The most pernicious bug in my mentality was the lingering desire to capture anything vaguely interesting that I saw or experienced. One morning, as I stood on the train platform, intrusive thoughts kept popping into my head: Should I take a picture of my coffee, or should I boomerang the train as it comes in that could be cool, should I post a picture of the train departure board? Would it make people wonder where I’m going?

By being unable to acquiesce to these thoughts, I realised how malicious they were. I had been bound to capture any interesting occurrence in my life. Every single fun or intriguing experience had been obscured by the whipping out of my phone, the selection of a perfect filter, the addition of a witty comment and the constant refresh to see the post’s reception. 
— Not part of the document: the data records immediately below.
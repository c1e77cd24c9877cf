use std::sync::Arc;
use std::time::Duration;

use chrono::Utc;

use mediagate_core::{AttachmentId, Clock, ConversationId, Fingerprint, ManualClock};
use mediagate_ledger::HashLedger;
use mediagate_ledger_memory::MemoryLedgerStore;

fn fp(hex: &str) -> Fingerprint {
    Fingerprint::from_hex(hex).unwrap()
}

fn ledger() -> (HashLedger, Arc<ManualClock>) {
    let clock = Arc::new(ManualClock::new(Utc::now()));
    let ledger = HashLedger::with_clock(Arc::new(MemoryLedgerStore::new()), clock.clone());
    (ledger, clock)
}

#[tokio::test]
async fn record_inherits_block_state() {
    let (ledger, _) = ledger();
    let conversation = ConversationId::new("thread-1");
    let hash = fp("ffff0000");

    let first = ledger.record(&hash, &conversation, None, None).await.unwrap();
    assert!(!first.blocked);

    assert_eq!(ledger.block(&hash).await.unwrap(), 1);
    let second = ledger
        .record(&hash, &conversation, Some(&AttachmentId::new("a2")), Some("b.png"))
        .await
        .unwrap();
    assert!(second.blocked, "a blocked hash stays blocked for new sightings");
    assert!(ledger.is_blocked(&hash).await);

    assert_eq!(ledger.unblock(&hash).await.unwrap(), 2);
    assert!(!ledger.is_blocked(&hash).await);
}

#[tokio::test]
async fn block_before_first_sighting_applies() {
    let (ledger, _) = ledger();
    let conversation = ConversationId::new("thread-1");
    let hash = fp("0f0f0f0f");

    assert_eq!(ledger.block(&hash).await.unwrap(), 0);
    assert!(ledger.is_blocked(&hash).await);

    let first = ledger.record(&hash, &conversation, None, None).await.unwrap();
    assert!(first.blocked, "a hash blocked before it was seen starts blocked");

    assert_eq!(ledger.unblock(&hash).await.unwrap(), 1);
    let second = ledger.record(&hash, &conversation, None, None).await.unwrap();
    assert!(!second.blocked);
}

#[tokio::test]
async fn find_similar_threshold_is_inclusive() {
    let (ledger, _) = ledger();
    let conversation = ConversationId::new("thread-1");

    // Distances from the query 00000000: 0, 2, 3, and a different length.
    for hex in ["00000000", "00000003", "00000007", "0000"] {
        ledger.record(&fp(hex), &conversation, None, None).await.unwrap();
    }

    let query = fp("00000000");
    let matches = ledger.find_similar(&query, 2).await;
    let distances: Vec<u32> = matches.iter().map(|m| m.distance).collect();
    assert_eq!(distances, vec![0, 2], "distance T is included, T+1 excluded");

    let wider = ledger.find_similar(&query, 3).await;
    assert_eq!(wider.len(), 3, "different-length fingerprints never match");
}

#[tokio::test]
async fn prune_removes_old_unblocked_only() {
    let (ledger, clock) = ledger();
    let conversation = ConversationId::new("thread-1");
    let stale = fp("11111111");
    let blocked = fp("22222222");

    ledger.record(&stale, &conversation, None, None).await.unwrap();
    ledger.record(&blocked, &conversation, None, None).await.unwrap();
    ledger.block(&blocked).await.unwrap();

    clock.advance(Duration::from_secs(31 * 86_400));
    let fresh = fp("33333333");
    ledger.record(&fresh, &conversation, None, None).await.unwrap();

    let cutoff = clock.now() - chrono::Duration::days(30);
    let removed = ledger.prune(cutoff).await.unwrap();
    assert_eq!(removed, 1);

    let remaining: Vec<_> = ledger
        .find_similar(&stale, 32)
        .await
        .into_iter()
        .map(|m| m.record.hash)
        .collect();
    assert!(!remaining.contains(&stale));
    assert!(remaining.contains(&blocked));
    assert!(remaining.contains(&fresh));
}
pub mod config;
pub mod migrations;
pub mod store;

pub use config::SqliteLedgerConfig;
pub use store::SqliteLedgerStore;
use std::future::Future;
use std::sync::Arc;

use tracing::{debug, instrument, warn};

use mediagate_core::{Clock, ContentHash, SystemClock};

use crate::backend::BlocklistBackend;
use crate::config::BlocklistConfig;
use crate::entry::{BlocklistEntry, InsertOutcome};
use crate::error::BlocklistError;

/// Client for the shared, network-wide blocklist of exact content hashes.
///
/// Every call runs through the same retry loop: each attempt is bounded by
/// [`BlocklistConfig::request_timeout`], transient failures are retried with
/// the configured backoff up to [`BlocklistConfig::max_attempts`] attempts,
/// and permanent failures return immediately. Nothing is cached: the backend
/// is consulted on every check.
#[derive(Clone)]
pub struct SharedBlocklist {
    backend: Arc<dyn BlocklistBackend>,
    config: BlocklistConfig,
    clock: Arc<dyn Clock>,
}

impl SharedBlocklist {
    /// Create a client using the system clock for expiry checks.
    pub fn new(backend: Arc<dyn BlocklistBackend>, config: BlocklistConfig) -> Self {
        Self::with_clock(backend, config, Arc::new(SystemClock))
    }

    /// Create a client with an explicit clock.
    pub fn with_clock(
        backend: Arc<dyn BlocklistBackend>,
        config: BlocklistConfig,
        clock: Arc<dyn Clock>,
    ) -> Self {
        Self {
            backend,
            config,
            clock,
        }
    }

    /// Return a reference to the client configuration.
    pub fn config(&self) -> &BlocklistConfig {
        &self.config
    }

    /// Whether `hash` is currently blocked.
    ///
    /// Fails open: if the blocklist cannot be reached after all retries, or
    /// answers with a permanent error, the failure is logged and the hash is
    /// reported as not blocked. Availability of downloads wins over strict
    /// enforcement here; callers that must not fail open use
    /// [`try_contains`](Self::try_contains).
    pub async fn contains(&self, hash: &ContentHash) -> bool {
        match self.try_contains(hash).await {
            Ok(blocked) => blocked,
            Err(e) => {
                warn!(hash = %hash, error = %e, "blocklist check failed, allowing");
                false
            }
        }
    }

    /// Whether `hash` is currently blocked, with failures surfaced.
    ///
    /// An entry that has expired by the client clock is never reported, even
    /// if the backend still returns it.
    #[instrument(skip(self, hash), fields(hash = %hash))]
    pub async fn try_contains(&self, hash: &ContentHash) -> Result<bool, BlocklistError> {
        let entry = self.call("get", || self.backend.get(hash)).await?;
        let now = self.clock.now();
        Ok(entry.is_some_and(|e| !e.is_expired(now)))
    }

    /// Add `hash` to the blocklist with the configured entry lifetime.
    ///
    /// Storing a hash that is already present is not an error.
    #[instrument(skip(self, hash), fields(hash = %hash))]
    pub async fn store(&self, hash: &ContentHash) -> Result<InsertOutcome, BlocklistError> {
        let entry = BlocklistEntry::new(hash.clone(), self.clock.now(), self.config.entry_ttl);
        let outcome = self
            .call("put_if_absent", || self.backend.put_if_absent(&entry))
            .await?;
        debug!(hash = %hash, ?outcome, "stored blocklist entry");
        Ok(outcome)
    }

    /// Remove `hash` from the blocklist. Returns `true` if it was present.
    #[instrument(skip(self, hash), fields(hash = %hash))]
    pub async fn delete(&self, hash: &ContentHash) -> Result<bool, BlocklistError> {
        self.call("delete", || self.backend.delete(hash)).await
    }

    async fn call<T, F, Fut>(&self, op: &'static str, mut request: F) -> Result<T, BlocklistError>
    where
        F: FnMut() -> Fut,
        Fut: Future<Output = Result<T, BlocklistError>>,
    {
        let max_attempts = self.config.max_attempts.max(1);
        let timeout = self.config.request_timeout;
        let mut attempt = 0;

        loop {
            let err = match tokio::time::timeout(timeout, request()).await {
                Ok(Ok(value)) => return Ok(value),
                Ok(Err(err)) => err,
                Err(_elapsed) => BlocklistError::Timeout(timeout),
            };

            if !err.is_retryable() {
                return Err(err);
            }

            attempt += 1;
            if attempt >= max_attempts {
                warn!(op, attempts = attempt, error = %err, "blocklist retries exhausted");
                return Err(BlocklistError::RetriesExhausted {
                    attempts: attempt,
                    last: Box::new(err),
                });
            }

            let delay = self.config.backoff.delay_for(attempt - 1);
            warn!(
                op,
                attempt,
                error = %err,
                delay_ms = %delay.as_millis(),
                "retryable blocklist error, will retry"
            );
            tokio::time::sleep(delay).await;
        }
    }
}

impl std::fmt::Debug for SharedBlocklist {
    fn fmt(&self, f: &mut std::fmt::Formatter<'_>) -> std::fmt::Result {
        f.debug_struct("SharedBlocklist")
            .field("config", &self.config)
            .finish_non_exhaustive()
    }
}

#[cfg(test)]
mod tests {
    use std::collections::HashMap;
    use std::time::Duration;

    use async_trait::async_trait;
    use chrono::Utc;
    use parking_lot::Mutex;

    use mediagate_core::{Backoff, ManualClock};

    use super::*;
    use crate::testing::FlakyBackend;

    #[derive(Default)]
    struct MapBackend {
        entries: Mutex<HashMap<ContentHash, BlocklistEntry>>,
    }

    #[async_trait]
    impl BlocklistBackend for MapBackend {
        async fn put_if_absent(
            &self,
            entry: &BlocklistEntry,
        ) -> Result<InsertOutcome, BlocklistError> {
            let mut entries = self.entries.lock();
            let live = entries
                .get(&entry.hash)
                .is_some_and(|e| !e.is_expired(entry.inserted_at));
            if live {
                return Ok(InsertOutcome::AlreadyPresent);
            }
            entries.insert(entry.hash.clone(), entry.clone());
            Ok(InsertOutcome::Inserted)
        }

        async fn get(&self, hash: &ContentHash) -> Result<Option<BlocklistEntry>, BlocklistError> {
            Ok(self.entries.lock().get(hash).cloned())
        }

        async fn delete(&self, hash: &ContentHash) -> Result<bool, BlocklistError> {
            Ok(self.entries.lock().remove(hash).is_some())
        }
    }

    fn config(max_attempts: u32) -> BlocklistConfig {
        BlocklistConfig {
            entry_ttl: Some(Duration::from_secs(3600)),
            request_timeout: Duration::from_millis(100),
            max_attempts,
            backoff: Backoff {
                base: Duration::from_millis(10),
                max: Duration::from_millis(50),
                multiplier: 2.0,
                jitter: 0.0,
            },
        }
    }

    fn flaky() -> Arc<FlakyBackend> {
        Arc::new(FlakyBackend::new(Arc::new(MapBackend::default())))
    }

    #[tokio::test(start_paused = true)]
    async fn transient_errors_are_retried() {
        let backend = flaky();
        let blocklist = SharedBlocklist::new(backend.clone(), config(4));
        let hash = ContentHash::of(b"h1");

        backend.fail_next(2, BlocklistError::Connection("reset".into()));
        assert_eq!(blocklist.store(&hash).await.unwrap(), InsertOutcome::Inserted);
        assert_eq!(backend.calls(), 3);
        assert!(blocklist.try_contains(&hash).await.unwrap());
    }

    #[tokio::test(start_paused = true)]
    async fn retries_stop_at_max_attempts() {
        let backend = flaky();
        let blocklist = SharedBlocklist::new(backend.clone(), config(3));
        backend.fail_next(10, BlocklistError::Throttled("slow down".into()));

        let err = blocklist.try_contains(&ContentHash::of(b"h1")).await.unwrap_err();
        match err {
            BlocklistError::RetriesExhausted { attempts, last } => {
                assert_eq!(attempts, 3);
                assert!(matches!(*last, BlocklistError::Throttled(_)));
            }
            other => panic!("unexpected error: {other}"),
        }
        assert_eq!(backend.calls(), 3);
    }

    #[tokio::test(start_paused = true)]
    async fn permanent_errors_are_not_retried() {
        let backend = flaky();
        let blocklist = SharedBlocklist::new(backend.clone(), config(4));
        backend.fail_next(1, BlocklistError::Unauthorized("bad token".into()));

        let err = blocklist.delete(&ContentHash::of(b"h1")).await.unwrap_err();
        assert!(matches!(err, BlocklistError::Unauthorized(_)));
        assert_eq!(backend.calls(), 1);
    }

    #[tokio::test(start_paused = true)]
    async fn slow_requests_time_out_and_retry() {
        let backend = flaky();
        let blocklist = SharedBlocklist::new(backend.clone(), config(2));
        backend.stall_next(1);
        let hash = ContentHash::of(b"h1");

        assert!(!blocklist.try_contains(&hash).await.unwrap());
        assert_eq!(backend.calls(), 2);

        backend.stall_next(2);
        let err = blocklist.try_contains(&hash).await.unwrap_err();
        assert!(matches!(
            err,
            BlocklistError::RetriesExhausted { last, .. } if matches!(*last, BlocklistError::Timeout(_))
        ));
    }

    #[tokio::test(start_paused = true)]
    async fn contains_fails_open() {
        let backend = flaky();
        let blocklist = SharedBlocklist::new(backend.clone(), config(2));
        let hash = ContentHash::of(b"h1");
        blocklist.store(&hash).await.unwrap();

        backend.set_down(true);
        assert!(!blocklist.contains(&hash).await);
        assert!(blocklist.try_contains(&hash).await.is_err());

        backend.set_down(false);
        assert!(blocklist.contains(&hash).await);
    }

    #[tokio::test]
    async fn expired_entries_are_not_contained_and_can_be_restored() {
        let clock = Arc::new(ManualClock::new(Utc::now()));
        let blocklist = SharedBlocklist::with_clock(
            Arc::new(MapBackend::default()),
            config(1),
            clock.clone(),
        );
        let hash = ContentHash::of(b"h1");

        assert_eq!(blocklist.store(&hash).await.unwrap(), InsertOutcome::Inserted);
        assert_eq!(
            blocklist.store(&hash).await.unwrap(),
            InsertOutcome::AlreadyPresent
        );

        clock.advance(Duration::from_secs(3600));
        assert!(!blocklist.contains(&hash).await, "expired at exactly the TTL");
        assert_eq!(blocklist.store(&hash).await.unwrap(), InsertOutcome::Inserted);
        assert!(blocklist.contains(&hash).await);
    }

    #[tokio::test]
    async fn delete_clears_entry() {
        let blocklist = SharedBlocklist::new(Arc::new(MapBackend::default()), config(1));
        let hash = ContentHash::of(b"h1");
        blocklist.store(&hash).await.unwrap();
        assert!(blocklist.delete(&hash).await.unwrap());
        assert!(!blocklist.delete(&hash).await.unwrap());
        assert!(!blocklist.contains(&hash).await);
    }
}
Yet deleting Instagram also brought with it the realisation of how boring I was. Suddenly I had seven new hours free each week and could no longer distract myself from filling them. I watched the video below by a student who described how he scheduled most of the hours of his day to avoid easily wasted time and decided I might as well follow his lead.

I began going to the gym more regularly and started planning the type of training I would do. I had also been calling myself a writer for years but would hardly ever write, so I started to allocate dedicated time to that process. Still, I realised that I couldn’t become a productivity robot and would need some new kind of hobby to do in my room. So, at 21 years old, I got a painting by numbers kit.

Image Credit: Sapper_Designs on Pixabay

Forgetting about Instagram

Over the next few weeks, my mindset began to shift as I looked less and less at my phone. I installed an app to monitor my screen usage and watched how it dropped from four hours daily in December to just one and a half hours in January, of which most of that time was spent listening to music or podcasts. I still averaged about 20 minutes on YouTube every day, but I don’t think my moderate viewing of van lifers, vegans and news channels is particularly harmful.

I almost entirely forgot about Instagram and actually felt notably happier. Nevertheless, I still had this niggling thought that just told me to check and see what I was missing out on. So, one late night when I couldn’t sleep and was bored out of my mind, I cheated. I re-installed the app and finally got to light up my screen with a burst of social colour.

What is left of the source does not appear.